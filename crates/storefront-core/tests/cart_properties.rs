//! Cart invariants checked over generated operation sequences.

use std::collections::HashSet;

use proptest::prelude::*;
use storefront_core::{Cart, Money, NewLineItem, PriceCalculator, MAX_UNIT_PRICE_CENTS};

const PRODUCT_IDS: [&str; 5] = ["p1", "p2", "p3", "p4", "p5"];

#[derive(Debug, Clone)]
enum Op {
    Increment { product: usize, price_cents: i64 },
    Decrement(usize),
    Remove(usize),
}

/// Ordinary prices, prices at the cap, and prices the cart must refuse.
fn arb_price() -> impl Strategy<Value = i64> {
    prop_oneof![
        6 => 0..=10_000i64,
        3 => (MAX_UNIT_PRICE_CENTS - 1_000)..=MAX_UNIT_PRICE_CENTS,
        1 => (MAX_UNIT_PRICE_CENTS + 1)..=i64::MAX,
    ]
}

fn arb_op() -> impl Strategy<Value = Op> {
    let product = 0..PRODUCT_IDS.len();
    prop_oneof![
        5 => (product.clone(), arb_price())
            .prop_map(|(product, price_cents)| Op::Increment { product, price_cents }),
        4 => product.clone().prop_map(Op::Decrement),
        1 => product.prop_map(Op::Remove),
    ]
}

/// Reference model: `(product_id, first-seen price, quantity)` in insertion order.
#[derive(Debug, Default)]
struct Model(Vec<(&'static str, i64, u32)>);

impl Model {
    fn increment(&mut self, id: &'static str, price_cents: i64) {
        match self.0.iter_mut().find(|(p, _, _)| *p == id) {
            Some(line) => line.2 += 1,
            None => self.0.push((id, price_cents, 1)),
        }
    }

    fn decrement(&mut self, id: &str) {
        if let Some(pos) = self.0.iter().position(|(p, _, _)| *p == id) {
            if self.0[pos].2 > 1 {
                self.0[pos].2 -= 1;
            } else {
                self.0.remove(pos);
            }
        }
    }

    fn remove(&mut self, id: &str) {
        self.0.retain(|(p, _, _)| *p != id);
    }

    fn total_cents(&self) -> i64 {
        let exact: i128 = self
            .0
            .iter()
            .map(|(_, price, qty)| i128::from(*price) * i128::from(*qty))
            .sum();
        exact.min(i128::from(i64::MAX)) as i64
    }
}

proptest! {
    #[test]
    fn prop_mutations_preserve_invariants(ops in prop::collection::vec(arb_op(), 0..300)) {
        let mut cart = Cart::new();
        let mut model = Model::default();

        for op in ops {
            match op {
                Op::Increment { product, price_cents } => {
                    let id = PRODUCT_IDS[product];
                    let item = NewLineItem::new(id, id, Money::from_cents(price_cents), None, None);
                    match item {
                        Ok(item) => {
                            cart.increment(item);
                            model.increment(id, price_cents);
                        }
                        Err(_) => {
                            prop_assert!(price_cents > MAX_UNIT_PRICE_CENTS);
                        }
                    }
                }
                Op::Decrement(product) => {
                    cart.decrement(PRODUCT_IDS[product]);
                    model.decrement(PRODUCT_IDS[product]);
                }
                Op::Remove(product) => {
                    cart.remove(PRODUCT_IDS[product]);
                    model.remove(PRODUCT_IDS[product]);
                }
            }

            let mut seen = HashSet::new();
            for item in cart.items() {
                prop_assert!(seen.insert(item.product_id.clone()), "duplicate {}", item.product_id);
                prop_assert!(item.quantity >= 1);
                prop_assert!(!item.unit_price.is_negative());
                prop_assert!(item.unit_price.cents() <= MAX_UNIT_PRICE_CENTS);
            }

            let lines: Vec<_> = cart
                .items()
                .iter()
                .map(|i| (i.product_id.as_str(), i.unit_price.cents(), i.quantity))
                .collect();
            let expected: Vec<_> = model.0.iter().map(|&(p, price, qty)| (p, price, qty)).collect();
            prop_assert_eq!(lines, expected);

            let total = PriceCalculator::total(cart.items());
            prop_assert!(!total.is_negative());
            prop_assert_eq!(total.cents(), model.total_cents());
        }
    }

    #[test]
    fn prop_increments_only_never_duplicate(picks in prop::collection::vec(0..PRODUCT_IDS.len(), 1..200)) {
        let mut cart = Cart::new();
        for &pick in &picks {
            let id = PRODUCT_IDS[pick];
            cart.increment(NewLineItem::new(id, id, Money::from_cents(100), None, None).unwrap());
        }

        let distinct: HashSet<_> = picks.iter().collect();
        prop_assert_eq!(cart.item_count(), distinct.len());

        let total_quantity: u32 = cart.items().iter().map(|i| i.quantity).sum();
        prop_assert_eq!(total_quantity as usize, picks.len());
        prop_assert_eq!(PriceCalculator::total(cart.items()).cents(), 100 * picks.len() as i64);
    }

    #[test]
    fn prop_remove_is_idempotent(ops in prop::collection::vec(arb_op(), 0..50), target in 0..PRODUCT_IDS.len()) {
        let mut cart = Cart::new();
        for op in ops {
            if let Op::Increment { product, price_cents } = op {
                let id = PRODUCT_IDS[product];
                if let Ok(item) = NewLineItem::new(id, id, Money::from_cents(price_cents), None, None) {
                    cart.increment(item);
                }
            }
        }

        cart.remove(PRODUCT_IDS[target]);
        let after_first = cart.items().to_vec();

        prop_assert!(!cart.remove(PRODUCT_IDS[target]));
        prop_assert_eq!(cart.items(), after_first.as_slice());
    }
}

#[test]
fn decrement_to_zero_removes_item() {
    let mut cart = Cart::new();
    cart.increment(NewLineItem::new("p3", "Cap", Money::from_cents(1999), None, None).unwrap());
    cart.decrement("p3");

    assert!(cart.is_empty());
}

#[test]
fn scenario_add_add_decrement_remove() {
    let shirt = || NewLineItem::new("p1", "Shirt", Money::from_cents(2000), None, None).unwrap();
    let mut cart = Cart::new();

    cart.increment(shirt());
    assert_eq!(cart.quantity_of("p1"), 1);
    assert_eq!(PriceCalculator::total(cart.items()).cents(), 2000);

    cart.increment(shirt());
    assert_eq!(cart.quantity_of("p1"), 2);
    assert_eq!(PriceCalculator::total(cart.items()).cents(), 4000);

    cart.decrement("p1");
    assert_eq!(cart.quantity_of("p1"), 1);
    assert_eq!(PriceCalculator::total(cart.items()).cents(), 2000);

    cart.remove("p1");
    assert!(cart.is_empty());
    assert_eq!(PriceCalculator::total(cart.items()).cents(), 0);
}

#[test]
fn scenario_multi_product_total() {
    let mut cart = Cart::new();
    cart.increment(NewLineItem::new("p1", "Shirt", Money::from_cents(1000), None, None).unwrap());
    cart.increment(NewLineItem::new("p2", "Mug", Money::from_cents(1500), None, None).unwrap());
    cart.increment(NewLineItem::new("p2", "Mug", Money::from_cents(1500), None, None).unwrap());

    let lines: Vec<_> = cart
        .items()
        .iter()
        .map(|i| (i.product_id.as_str(), i.quantity))
        .collect();
    assert_eq!(lines, [("p1", 1), ("p2", 2)]);
    assert_eq!(PriceCalculator::total(cart.items()).cents(), 4000);
}

#[test]
fn scenario_decrement_absent_on_empty_cart() {
    let mut cart = Cart::new();
    cart.decrement("pX");

    assert!(cart.is_empty());
    assert!(PriceCalculator::total(cart.items()).is_zero());
}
——
ASSIGNMENT:
An acceptable answer repeats every entry exactly, with nothing omitted.

SOLUTION BELOW:
filename crates/storefront-core/tests/cart_properties.rs
//! Cart invariants checked over generated operation sequences.

use std::collections::HashSet;

use proptest::prelude::*;
use storefront_core::{Cart, Money, NewLineItem, PriceCalculator, MAX_UNIT_PRICE_CENTS};

const PRODUCT_IDS: [&str; 5] = ["p1", "p2", "p3", "p4", "p5"];

#[derive(Debug, Clone)]
enum Op {
    Increment { product: usize, price_cents: i64 },
    Decrement(usize),
    Remove(usize),
}

/// Ordinary prices, prices at the cap, and prices the cart must refuse.
fn arb_price() -> impl Strategy<Value = i64> {
    prop_oneof![
        6 => 0..=10_000i64,
        3 => (MAX_UNIT_PRICE_CENTS - 1_000)..=MAX_UNIT_PRICE_CENTS,
        1 => (MAX_UNIT_PRICE_CENTS + 1)..=i64::MAX,
    ]
}

fn arb_op() -> impl Strategy<Value = Op> {
    let product = 0..PRODUCT_IDS.len();
    prop_oneof![
        5 => (product.clone(), arb_price())
            .prop_map(|(product, price_cents)| Op::Increment { product, price_cents }),
        4 => product.clone().prop_map(Op::Decrement),
        1 => product.prop_map(Op::Remove),
    ]
}

/// Reference model: `(product_id, first-seen price, quantity)` in insertion order.
#[derive(Debug, Default)]
struct Model(Vec<(&'static str, i64, u32)>);

impl Model {
    fn increment(&mut self, id: &'static str, price_cents: i64) {
        match self.0.iter_mut().find(|(p, _, _)| *p == id) {
            Some(line) => line.2 += 1,
            None => self.0.push((id, price_cents, 1)),
        }
    }

    fn decrement(&mut self, id: &str) {
        if let Some(pos) = self.0.iter().position(|(p, _, _)| *p == id) {
            if self.0[pos].2 > 1 {
                self.0[pos].2 -= 1;
            } else {
                self.0.remove(pos);
            }
        }
    }

    fn remove(&mut self, id: &str) {
        self.0.retain(|(p, _, _)| *p != id);
    }

    fn total_cents(&self) -> i64 {
        let exact: i128 = self
            .0
            .iter()
            .map(|(_, price, qty)| i128::from(*price) * i128::from(*qty))
            .sum();
        exact.min(i128::from(i64::MAX)) as i64
    }
}

proptest! {
    #[test]
    fn prop_mutations_preserve_invariants(ops in prop::collection::vec(arb_op(), 0..300)) {
        let mut cart = Cart::new();
        let mut model = Model::default();

        for op in ops {
            match op {
                Op::Increment { product, price_cents } => {
                    let id = PRODUCT_IDS[product];
                    let item = NewLineItem::new(id, id, Money::from_cents(price_cents), None, None);
                    match item {
                        Ok(item) => {
                            cart.increment(item);
                            model.increment(id, price_cents);
                        }
                        Err(_) => {
                            prop_assert!(price_cents > MAX_UNIT_PRICE_CENTS);
                        }
                    }
                }
                Op::Decrement(product) => {
                    cart.decrement(PRODUCT_IDS[product]);
                    model.decrement(PRODUCT_IDS[product]);
                }
                Op::Remove(product) => {
                    cart.remove(PRODUCT_IDS[product]);
                    model.remove(PRODUCT_IDS[product]);
                }
            }

            let mut seen = HashSet::new();
            for item in cart.items() {
                prop_assert!(seen.insert(item.product_id.clone()), "duplicate {}", item.product_id);
                prop_assert!(item.quantity >= 1);
                prop_assert!(!item.unit_price.is_negative());
                prop_assert!(item.unit_price.cents() <= MAX_UNIT_PRICE_CENTS);
            }

            let lines: Vec<_> = cart
                .items()
                .iter()
                .map(|i| (i.product_id.as_str(), i.unit_price.cents(), i.quantity))
                .collect();
            let expected: Vec<_> = model.0.iter().map(|&(p, price, qty)| (p, price, qty)).collect();
            prop_assert_eq!(lines, expected);

            let total = PriceCalculator::total(cart.items());
            prop_assert!(!total.is_negative());
            prop_assert_eq!(total.cents(), model.total_cents());
        }
    }

    #[test]
    fn prop_increments_only_never_duplicate(picks in prop::collection::vec(0..PRODUCT_IDS.len(), 1..200)) {
        let mut cart = Cart::new();
        for &pick in &picks {
            let id = PRODUCT_IDS[pick];
            cart.increment(NewLineItem::new(id, id, Money::from_cents(100), None, None).unwrap());
        }

        let distinct: HashSet<_> = picks.iter().collect();
        prop_assert_eq!(cart.item_count(), distinct.len());

        let total_quantity: u32 = cart.items().iter().map(|i| i.quantity).sum();
        prop_assert_eq!(total_quantity as usize, picks.len());
        prop_assert_eq!(PriceCalculator::total(cart.items()).cents(), 100 * picks.len() as i64);
    }

    #[test]
    fn prop_remove_is_idempotent(ops in prop::collection::vec(arb_op(), 0..50), target in 0..PRODUCT_IDS.len()) {
        let mut cart = Cart::new();
        for op in ops {
            if let Op::Increment { product, price_cents } = op {
                let id = PRODUCT_IDS[product];
                if let Ok(item) = NewLineItem::new(id, id, Money::from_cents(price_cents), None, None) {
                    cart.increment(item);
                }
            }
        }

        cart.remove(PRODUCT_IDS[target]);
        let after_first = cart.items().to_vec();

        prop_assert!(!cart.remove(PRODUCT_IDS[target]));
        prop_assert_eq!(cart.items(), after_first.as_slice());
    }
}

#[test]
fn decrement_to_zero_removes_item() {
    let mut cart = Cart::new();
    cart.increment(NewLineItem::new("p3", "Cap", Money::from_cents(1999), None, None).unwrap());
    cart.decrement("p3");

    assert!(cart.is_empty());
}

#[test]
fn scenario_add_add_decrement_remove() {
    let shirt = || NewLineItem::new("p1", "Shirt", Money::from_cents(2000), None, None).unwrap();
    let mut cart = Cart::new();

    cart.increment(shirt());
    assert_eq!(cart.quantity_of("p1"), 1);
    assert_eq!(PriceCalculator::total(cart.items()).cents(), 2000);

    cart.increment(shirt());
    assert_eq!(cart.quantity_of("p1"), 2);
    assert_eq!(PriceCalculator::total(cart.items()).cents(), 4000);

    cart.decrement("p1");
    assert_eq!(cart.quantity_of("p1"), 1);
    assert_eq!(PriceCalculator::total(cart.items()).cents(), 2000);

    cart.remove("p1");
    assert!(cart.is_empty());
    assert_eq!(PriceCalculator::total(cart.items()).cents(), 0);
}

#[test]
fn scenario_multi_product_total() {
    let mut cart = Cart::new();
    cart.increment(NewLineItem::new("p1", "Shirt", Money::from_cents(1000), None, None).unwrap());
    cart.increment(NewLineItem::new("p2", "Mug", Money::from_cents(1500), None, None).unwrap());
    cart.increment(NewLineItem::new("p2", "Mug", Money::from_cents(1500), None, None).unwrap());

    let lines: Vec<_> = cart
        .items()
        .iter()
        .map(|i| (i.product_id.as_str(), i.quantity))
        .collect();
    assert_eq!(lines, [("p1", 1), ("p2", 2)]);
    assert_eq!(PriceCalculator::total(cart.items()).cents(), 4000);
}

#[test]
fn scenario_decrement_absent_on_empty_cart() {
    let mut cart = Cart::new();
    cart.decrement("pX");

    assert!(cart.is_empty());
    assert!(PriceCalculator::total(cart.items()).is_zero());
}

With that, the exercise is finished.